→ **Records provided**
[Start of Attachment]
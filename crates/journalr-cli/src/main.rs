//! Journalr CLI - a small personal journal for the command line
//!
//! Entries are short dated notes with tags, kept in a local SQLite file.
//! This binary maps verbs onto the `journalr-core` store.

mod app;
mod cli;
mod commands;
mod config;
mod constants;
mod errors;
mod helpers;
mod logging;
mod output;

use clap::Parser;
use log::debug;

use journalr_core::VERSION;

use crate::app::AppContext;
use crate::cli::{Cli, Commands};
use crate::commands::{entries, misc};
use crate::constants::exit_codes;
use crate::errors::CliError;
use crate::logging::init_logging;

fn main() {
    let cli = Cli::parse();
    let ctx = AppContext::new(&cli);

    if let Err(e) = run(&ctx, &cli) {
        if let Some(cli_error) = e.downcast_ref::<CliError>() {
            cli_error.exit();
        }
        eprintln!("Error: {:#}", e);
        std::process::exit(exit_codes::FAILURE);
    }
}

fn run(ctx: &AppContext, cli: &Cli) -> anyhow::Result<()> {
    let _logger = init_logging(&ctx.log_level()?)?;

    let result = dispatch(ctx, cli);
    if let Err(ref e) = result {
        debug!("event=command module=cli status=error error={:#}", e);
    }
    result
}

fn dispatch(ctx: &AppContext, cli: &Cli) -> anyhow::Result<()> {
    match &cli.command {
        Some(Commands::Add(args)) => {
            entries::handle_add(ctx, args)?;
        }
        Some(Commands::List(args)) => {
            entries::handle_list(ctx, args)?;
        }
        Some(Commands::Show(args)) => {
            entries::handle_show(ctx, args)?;
        }
        Some(Commands::Edit(args)) => {
            entries::handle_edit(ctx, args)?;
        }
        Some(Commands::Remove(args)) => {
            entries::handle_remove(ctx, args)?;
        }
        Some(Commands::Tag(args)) => {
            entries::handle_tag(ctx, args)?;
        }
        Some(Commands::Date(args)) => {
            misc::handle_date(args)?;
        }
        Some(Commands::Completions(args)) => {
            misc::handle_completions(args)?;
        }
        None => {
            println!("Journalr v{}", VERSION);
            println!("\nQuickstart:");
            println!("  journalr add --body \"Hello\" --tags first");
            println!("  journalr ls -n 5");
            println!("  journalr ls -d \"last week\"");
            println!("  journalr tag -t idea");
            println!("  journalr rm -i <id>");
            println!("\nRun `journalr --help` for full usage.");
        }
    }

    Ok(())
}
[End of Attachment]
→ **Exercise brief**
Copy out the lines of the data where the string "CliError" occurs.

→ **Worked solution**
use crate::errors::CliError;
        if let Some(cli_error) = e.downcast_ref::<CliError>() {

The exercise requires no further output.